Who bought Hillary's e-mail server? You did

Back when Harry Truman left the White House, Congress worried that he and his family might end up in poverty. They created a presidential pension system to allow former chief executives to live comfortably in retirement. Bill Clinton found other uses for the pension, Politico’s Kenneth Vogel reports, including the purchase of the infamous e-mail server system that Hillary Clinton used to thwart legitimate Congressional and judicial oversight of her tenure as Secretary of State:

Bill Clinton’s staff used a decades-old federal government program, originally created to keep former presidents out of the poorhouse, to subsidize his family’s foundation and an associated business, and to support his wife’s private email server, a POLITICO investigation has found.

Taxpayer cash was used to buy IT equipment — including servers — housed at the Clinton Foundation, and also to supplement the pay and benefits of several aides now at the center of the email and cash-for-access scandals dogging Hillary Clinton’s presidential campaign.

Vogel writes that this is all legal, and he’s correct.  The purchases and the subsidies were perfectly legal — for the cash that came directly out of the pension payouts. Any of us could use our own pensions to do exactly the same thing, assuming of course that our pension is $200,000 a year and our own security task force to protect it. The rest of the retirees among us have to satisfy themselves with an annual donation to Feed My Starving Children and a new Chromebook every five years. If that.

But as Vogel explains, the actual picture of how the Clintons have exploited the Former Presidents Act (FPA) gets a lot more murky … and tawdry. They’ve been shaking down taxpayers for sixteen years to run their Clinton Foundation political schemes:

The analysis also found that Clintons’ representatives, between 2001, when the Clintons left the White House, and the end of this year, had requested allocations under the Act totaling $16 million. That’s more than any of the other living former presidents — Jimmy Carter, George H. W. Bush and George W. Bush — requested during that span.

The program supplemented the income of Clinton’s staff, while providing them with coveted federal government benefits, alleviating the need for the Clinton Foundation or other Clinton-linked entities to foot the bill for such benefits. Similarly, Clinton aides got the GSA to pay for computer technology used partly by the foundation.
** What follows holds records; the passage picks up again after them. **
//! Transcode operation boundary.

use std::path::{Path, PathBuf};
use std::process::Stdio;

use async_trait::async_trait;
use tokio::process::Command;
use tracing::{debug, info};

use vodflow_models::quality::{
    DEFAULT_AUDIO_BITRATE, DEFAULT_AUDIO_CODEC, DEFAULT_PRESET, DEFAULT_VIDEO_CODEC,
};
use vodflow_models::DeliveryQuality;

use crate::error::{WorkerError, WorkerResult};

/// The opaque transcode operation: raw source in, renditions out.
///
/// The worker loop only cares about success or failure; everything about
/// codecs and containers stays behind this trait.
#[async_trait]
pub trait Transcoder: Send + Sync {
    /// Produce all delivery renditions for `input` under `output_dir`.
    async fn transcode(&self, input: &Path, output_dir: &Path) -> WorkerResult<Vec<PathBuf>>;
}

/// Transcoder shelling out to ffmpeg, one run per ladder rung.
pub struct FfmpegTranscoder {
    qualities: Vec<DeliveryQuality>,
}

impl FfmpegTranscoder {
    /// Transcode to the full default ladder.
    pub fn new() -> Self {
        Self {
            qualities: DeliveryQuality::ladder().to_vec(),
        }
    }

    /// Restrict the ladder (e.g. for low-powered hosts).
    pub fn with_qualities(qualities: Vec<DeliveryQuality>) -> Self {
        Self { qualities }
    }

    /// Argument list for one rendition.
    fn build_args(input: &Path, output: &Path, quality: DeliveryQuality) -> Vec<String> {
        vec![
            "-y".to_string(),
            "-v".to_string(),
            "error".to_string(),
            "-i".to_string(),
            input.to_string_lossy().to_string(),
            "-c:v".to_string(),
            DEFAULT_VIDEO_CODEC.to_string(),
            "-preset".to_string(),
            DEFAULT_PRESET.to_string(),
            "-b:v".to_string(),
            quality.video_bitrate().to_string(),
            "-vf".to_string(),
            format!("scale=-2:{}", quality.height()),
            "-c:a".to_string(),
            DEFAULT_AUDIO_CODEC.to_string(),
            "-b:a".to_string(),
            DEFAULT_AUDIO_BITRATE.to_string(),
            "-movflags".to_string(),
            "+faststart".to_string(),
            output.to_string_lossy().to_string(),
        ]
    }
}

impl Default for FfmpegTranscoder {
    fn default() -> Self {
        Self::new()
    }
}

#[async_trait]
impl Transcoder for FfmpegTranscoder {
    async fn transcode(&self, input: &Path, output_dir: &Path) -> WorkerResult<Vec<PathBuf>> {
        which::which("ffmpeg").map_err(|_| WorkerError::FfmpegNotFound)?;

        if !input.exists() {
            return Err(WorkerError::source_missing(input.to_string_lossy()));
        }
        tokio::fs::create_dir_all(output_dir).await?;

        let mut outputs = Vec::with_capacity(self.qualities.len());

        for quality in &self.qualities {
            let output = output_dir.join(format!("{}.mp4", quality));
            let args = Self::build_args(input, &output, *quality);
            debug!("Running ffmpeg {}", args.join(" "));

            let result = Command::new("ffmpeg")
                .args(&args)
                .stdin(Stdio::null())
                .output()
                .await?;

            if !result.status.success() {
                let stderr = String::from_utf8_lossy(&result.stderr);
                return Err(WorkerError::transcode_failed(format!(
                    "ffmpeg exited with {} for {} rendition: {}",
                    result.status,
                    quality,
                    stderr.trim()
                )));
            }

            info!(rendition = %quality, output = %output.display(), "Rendition produced");
            outputs.push(output);
        }

        Ok(outputs)
    }
}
An analysis of the records provided by GSA, combined with Clinton Foundation tax returns, found that at least 13 of the 22 staffers who have been paid by GSA to work for Clinton’s personal office also worked for the Clinton Foundation.

Remember Doug Band? He’s the Clinton Foundation official who tried to get “face time” at the State Department for big-time foundation donor Gilbert Chagoury, who was later denied entry into the US at all due to FBI concerns about possible connections to Hezbollah. Guess who paid for Band’s benefits and drew a “stipend” from GSA until 2013? Yes, that same Doug Band. The same goes for Justin Cooper, who launched the Teneo consulting firm with Band, at which Huma Abedin moonlighted while working for Hillary at State. He drew a government check through the FPA for at least two years, also ending in 2013 after Hillary left the State Department.

Oh, and don’t forget … Bill Clinton got a $3.5 million contract from Teneo in 2011 — while the GSA was paying both Cooper and Band. (Clinton left abruptly a year later after Teneo’s connections to Jon Corzine made his participation radioactive, and reportedly left behind most of that money.)

Getting the picture? The Clintons have used the FPA to fleece taxpayers, build an impressive influence-peddling organization, and put some significant cash in their own pockets. None of it was illegal, but the exploitation of a taxpayer-provided safety net for political and personal gain crosses several ethical lines. It also reminds taxpayers of what they can expect if and when the Clintons regain access to the entire federal budget.